Its the 21st century equivalent of expecting performative femininity. Women - how dare you age!!

Perhaps you meant to say that all things being equal you would prefer to date a woman who had done this? Rather than to expect it?

I didn’t realise it increased risk of cancer… Do you know how likely it is?

RethinkingLife · 24/11/2024 16:21

SarahR71 · 24/11/2024 16:04

I didn’t realise it increased risk of cancer… Do you know how likely it is?

There's been mixed information in the research. This review reports largely no increased risk for the standard cancers:

Overall most studies show that fertility treatments do not increase the risks of invasive ovarian cancer, malignant melanoma or cancers of the endometrium, cervix, breast, thyroid or colon.

Kroener L, Dumesic D, Al-Safi Z. Use of fertility medications and cancer risk: a review and update.
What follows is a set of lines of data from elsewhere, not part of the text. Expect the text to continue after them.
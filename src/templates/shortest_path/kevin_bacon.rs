//! The person with the smallest Kevin Bacon number: the least total
//! acquaintance distance to everyone else. Ties go to the lower number.

use crate::templates::prelude::*;

pub struct KevinBacon;

static INFO: TemplateInfo = TemplateInfo {
    id: "1389",
    title: "Kevin Bacon's six degrees",
    category: Category::ShortestPath,
    input: &[Field::int("n"), Field::int("m"), Field::int("friends").repeat("2 * m")],
    output: &[Field::int("person")],
    constraints: &["2 <= n <= 100", "1 <= m <= 5000", "the friendship graph is connected"],
    samples: &[Sample {
        input: "5 5\n1 3\n1 4\n4 5\n4 3\n3 2\n",
        output: "3\n",
    }],
};

/// All-pairs hop counts; `None` is unreachable.
fn floyd_warshall(mut dist: Grid<Option<u32>>) -> Grid<Option<u32>> {
    let n = dist.rows();
    for k in 0..n {
        for i in 0..n {
            let Some(ik) = dist[(i, k)] else { continue };
            for j in 0..n {
                if let Some(kj) = dist[(k, j)] {
                    if dist[(i, j)].map_or(true, |ij| ik + kj < ij) {
                        dist[(i, j)] = Some(ik + kj);
                    }
                }
            }
        }
    }
    dist
}

impl Template for KevinBacon {
    type Input = Grid<Option<u32>>;
    type Output = usize;

    fn info(&self) -> &'static TemplateInfo {
        &INFO
    }

    fn parse(&self, sc: &mut Scanner<'_>) -> Result<Grid<Option<u32>>, InputError> {
        let n = sc.next_in("n", 2..=100usize)?;
        let m = sc.next_in("m", 1..=5000usize)?;
        let mut dist = Grid::new(n, n, None);
        for i in 0..n {
            dist[(i, i)] = Some(0);
        }
        for _ in 0..m {
            let a = sc.next_in("friends", 1..=n)? - 1;
            let b = sc.next_in("friends", 1..=n)? - 1;
            if a != b {
                dist[(a, b)] = Some(1);
                dist[(b, a)] = Some(1);
            }
        }
        let mut reached = vec![false; n];
        reached[0] = true;
        let mut stack = vec![0];
        while let Some(v) = stack.pop() {
            for w in 0..n {
                if dist[(v, w)] == Some(1) && !std::mem::replace(&mut reached[w], true) {
                    stack.push(w);
                }
            }
        }
        if let Some(v) = reached.iter().position(|&r| !r) {
            return Err(InputError::constraint(
                "friends",
                format!("person {} has no chain of friends to person 1", v + 1),
            ));
        }
        Ok(dist)
    }

    fn solve(&self, friends: &Grid<Option<u32>>) -> usize {
        let dist = floyd_warshall(friends.clone());
        let n = dist.rows();
        let bacon = |i: usize| dist.row(i).iter().flatten().sum::<u32>();
        (0..n).min_by_key(|&i| (bacon(i), i)).unwrap_or(0) + 1
    }

    fn render(&self, output: &usize, out: &mut String) {
        push_line(out, [output]);
    }
}

#[cfg(test)]
mod tests {
    use super::*;

    #[test]
    fn path_graph_centre_wins() {
        let catalog = crate::Catalog::new();
        assert_eq!(catalog.run("1389", "3 2\n1 2\n2 3\n").unwrap(), "2\n");
        // ties resolve to the smaller number
        assert_eq!(catalog.run("1389", "2 1\n1 2\n").unwrap(), "1\n");
    }
}
//! Stacks, heaps, ordered sets and maps.

mod card_merge;
mod group_master;
mod keylogger;
mod nth_largest;
mod number_cards;
mod parenthesis_insertion;
mod parenthesis_string;
mod password_lookup;
mod stack_commands;

pub use card_merge::CardMerge;
pub use group_master::GroupMaster;
pub use keylogger::Keylogger;
pub use nth_largest::NthLargest;
pub use number_cards::NumberCards;
pub use parenthesis_insertion::ParenthesisInsertion;
pub use parenthesis_string::ParenthesisString;
pub use password_lookup::PasswordLookup;
pub use stack_commands::{Command, StackCommands};

use crate::traits::DynTemplate;

pub(crate) fn templates() -> Vec<Box<dyn DynTemplate>> {
    vec![
        Box::new(GroupMaster),
        Box::new(Keylogger),
        Box::new(NumberCards),
        Box::new(StackCommands),
        Box::new(ParenthesisInsertion),
        Box::new(CardMerge),
        Box::new(PasswordLookup),
        Box::new(NthLargest),
        Box::new(ParenthesisString),
    ]
}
Curr Opin Obstet Gynecol. 2017 Aug;29(4):195-201. doi: 10.1097/GCO.0000000000000370. PMID: 28538003; PMCID: PMC5551049.

On the basis of available data, there does not appear to be an association between fertility drugs and breast, colon, or cervical cancer. There is no conclusive evidence that fertility drugs increase the risk of uterine cancer, although women with infertility are at higher risk of uterine cancer. There are insufficient data to comment on the risk of melanoma and non-Hodgkin lymphoma associated with fertility drug use. Women should be informed that there may be an increased risk of invasive and borderline ovarian cancers and thyroid cancer associated with fertility treatment. It is difficult to determine whether this risk is related to underlying endometriosis, female infertility, or nulliparity.

Practice Committee of the American Society for Reproductive Medicine. Fertility drugs and cancer: a guideline. Fertil Steril. 2024 Sep;122(3):406-420. doi: 10.1016/j.fertnstert.2024.03.026. Epub 2024 May 3. PMID: 38703170.

www.fertstert.org/article/S0015-0282(24)00201-2/fulltext

BettyFilous · 24/11/2024 16:50

Thank you @InThePottingShed for the Hansard quote. It’s an excellent example of how MNers can be relied upon to bring and share evidence to support these discussions. Along with PPs, I’m shocked at the low success rate. It is not remotely reflected in the rosy way that egg-freezing is sold as a back-up plan.

Edited to thank @RethinkingLife for the cancer article too.

duc748 · 24/11/2024 18:57

Well said Lord Winston. There's a man who really does know what he's talking about.